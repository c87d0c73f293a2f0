//! FTPS transfer server.
//!
//! Explicit TLS (`AUTH TLS`) on the control port, one configured account,
//! passive TLS data connections from a fixed port range. Each login lands in
//! today's album; every finished STOR is handed to the dispatcher.
//!
//! # Session flow
//!
//! ```text
//! 220 → AUTH TLS → 234 → [TLS] → USER/PASS → 230 (home = today's album)
//!     → PBSZ 0 / PROT P → PASV → 227 → STOR → 150 → [TLS data] → 226
//!     → Dispatcher::handle(TransferEvent)
//! ```

pub mod auth;
pub mod passive;
pub mod session;
pub mod tls;
pub mod vfs;

use std::net::SocketAddr;
use std::sync::Arc;
use std::time::Duration;

use anyhow::{Context, Result};
use tokio::net::TcpListener;
use tracing::Instrument;
use uuid::Uuid;

use crate::config::ResolvedConfig;
use crate::core::Dispatcher;
use crate::library::AlbumProvisioner;

pub use auth::{AuthError, Authenticator, Credentials, Identity};
pub use passive::{PassiveError, PassivePorts, PortLease};
pub use session::SessionContext;
pub use vfs::{HomeFs, VfsError};

/// Accepts control connections and runs one task per session
pub struct TransferServer {
    bind: SocketAddr,
    context: Arc<SessionContext>,
}

impl TransferServer {
    pub fn new(bind: SocketAddr, context: SessionContext) -> Self {
        Self {
            bind,
            context: Arc::new(context),
        }
    }

    /// Assemble the server from configuration and a ready dispatcher
    pub fn from_config(config: &ResolvedConfig, dispatcher: Arc<Dispatcher>) -> Result<Self> {
        let server = &config.server;
        let password = server.require_password()?;
        let acceptor = tls::load_acceptor(&server.cert_path, &server.key_path)?;
        let authenticator = Authenticator::new(
            server.username.clone(),
            password,
            AlbumProvisioner::from_config(&config.albums),
        );

        Ok(Self::new(
            server.bind,
            SessionContext {
                acceptor,
                authenticator,
                passive: PassivePorts::new(server.passive_ports.clone()),
                passive_address: server.passive_address,
                dispatcher,
                lenient_tls_eof: server.lenient_tls_eof,
                data_timeout: Duration::from_secs(server.data_timeout_seconds),
            },
        ))
    }

    /// Serve until the process is stopped
    pub async fn run(self) -> Result<()> {
        let listener = TcpListener::bind(self.bind)
            .await
            .with_context(|| format!("Failed to bind {}", self.bind))?;
        self.serve(listener).await
    }

    /// Serve on an already bound listener
    pub async fn serve(self, listener: TcpListener) -> Result<()> {
        tracing::info!(
            addr = %listener.local_addr()?,
            passive = ?self.context.passive.range(),
            "Transfer server listening"
        );

        loop {
            let (stream, peer) = match listener.accept().await {
                Ok(accepted) => accepted,
                Err(e) => {
                    tracing::warn!(error = %e, "Failed to accept connection");
                    tokio::time::sleep(Duration::from_millis(100)).await;
                    continue;
                }
            };

            let context = self.context.clone();
            let span = tracing::info_span!("session", %peer, id = %Uuid::new_v4());

            tokio::spawn(
                async move {
                    tracing::info!("Connection opened");
                    match session::run(stream, peer, context).await {
                        Ok(()) => tracing::info!("Connection closed"),
                        Err(e) => tracing::warn!(error = %format!("{:#}", e), "Session ended with error"),
                    }
                }
                .instrument(span),
            );
        }
    }
}
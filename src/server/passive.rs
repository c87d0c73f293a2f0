//! Passive-mode data port pool.
//!
//! Ports come from one fixed range shared by all sessions. A lease holds its
//! port until dropped, so an exhausted pool only affects the session asking.

use std::collections::BTreeSet;
use std::net::IpAddr;
use std::ops::RangeInclusive;
use std::sync::{Arc, Mutex, MutexGuard};

use thiserror::Error;
use tokio::net::TcpListener;

#[derive(Debug, Error)]
pub enum PassiveError {
    #[error("No free passive port in {start}-{end}")]
    Exhausted { start: u16, end: u16 },

    #[error("Failed to bind passive port: {0}")]
    Bind(#[source] std::io::Error),
}

/// Pool of passive ports
#[derive(Debug, Clone)]
pub struct PassivePorts {
    range: RangeInclusive<u16>,
    in_use: Arc<Mutex<BTreeSet<u16>>>,
}

/// A reserved port, released on drop
#[derive(Debug)]
pub struct PortLease {
    port: u16,
    in_use: Arc<Mutex<BTreeSet<u16>>>,
}

impl PortLease {
    pub fn port(&self) -> u16 {
        self.port
    }
}

impl Drop for PortLease {
    fn drop(&mut self) {
        lock(&self.in_use).remove(&self.port);
    }
}

fn lock(set: &Mutex<BTreeSet<u16>>) -> MutexGuard<'_, BTreeSet<u16>> {
    set.lock().unwrap_or_else(|poisoned| poisoned.into_inner())
}

impl PassivePorts {
    pub fn new(range: RangeInclusive<u16>) -> Self {
        Self {
            range,
            in_use: Arc::new(Mutex::new(BTreeSet::new())),
        }
    }

    pub fn range(&self) -> &RangeInclusive<u16> {
        &self.range
    }

    /// Number of ports currently leased
    pub fn leased(&self) -> usize {
        lock(&self.in_use).len()
    }

    /// Reserve the lowest free port, skipping `tried`
    fn lease_excluding(&self, tried: &BTreeSet<u16>) -> Option<PortLease> {
        let mut in_use = lock(&self.in_use);
        let port = self
            .range
            .clone()
            .find(|p| !in_use.contains(p) && !tried.contains(p))?;
        in_use.insert(port);

        Some(PortLease {
            port,
            in_use: self.in_use.clone(),
        })
    }

    /// Reserve the lowest free port without binding it
    pub fn lease(&self) -> Result<PortLease, PassiveError> {
        self.lease_excluding(&BTreeSet::new())
            .ok_or_else(|| self.exhausted())
    }

    /// Reserve a port and listen on it. Ports taken by other processes are
    /// skipped.
    pub async fn bind(&self, ip: IpAddr) -> Result<(TcpListener, PortLease), PassiveError> {
        let mut tried = BTreeSet::new();
        let mut last_error = None;

        while let Some(lease) = self.lease_excluding(&tried) {
            match TcpListener::bind((ip, lease.port)).await {
                Ok(listener) => return Ok((listener, lease)),
                Err(e) => {
                    tracing::debug!(port = lease.port, error = %e, "Passive port unavailable");
                    tried.insert(lease.port);
                    last_error = Some(e);
                }
            }
        }

        Err(match last_error {
            Some(e) => PassiveError::Bind(e),
            None => self.exhausted(),
        })
    }

    fn exhausted(&self) -> PassiveError {
        PassiveError::Exhausted {
            start: *self.range.start(),
            end: *self.range.end(),
        }
    }
}

#[cfg(test)]
mod tests {
    use super::*;
    use std::net::Ipv4Addr;

    #[test]
    fn test_exhaustion_and_release() {
        let pool = PassivePorts::new(21000..=21001);

        let first = pool.lease().unwrap();
        let second = pool.lease().unwrap();
        assert_eq!((first.port(), second.port()), (21000, 21001));
        assert!(matches!(
            pool.lease(),
            Err(PassiveError::Exhausted {
                start: 21000,
                end: 21001
            })
        ));

        drop(first);
        assert_eq!(pool.leased(), 1);
        assert_eq!(pool.lease().unwrap().port(), 21000);
    }

    #[test]
    fn test_clones_share_leases() {
        let pool = PassivePorts::new(21000..=21000);
        let other = pool.clone();

        let _lease = pool.lease().unwrap();
        assert!(other.lease().is_err());
    }

    #[tokio::test]
    async fn test_bind_within_range() {
        let pool = PassivePorts::new(47100..=47119);
        let (listener, lease) = pool.bind(IpAddr::V4(Ipv4Addr::LOCALHOST)).await.unwrap();

        let port = listener.local_addr().unwrap().port();
        assert_eq!(port, lease.port());
        assert!(pool.range().contains(&port));
    }
}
□ □ □ □ □ □ □
**Instructions to follow:** Restate, word for word and with nothing added, the lines from the beginning of the records above through the line that contains "login lands in".

**Task output:**
repository c87d0c73f293a2f0
//! FTPS transfer server.
//!
//! Explicit TLS (`AUTH TLS`) on the control port, one configured account,
//! passive TLS data connections from a fixed port range. Each login lands in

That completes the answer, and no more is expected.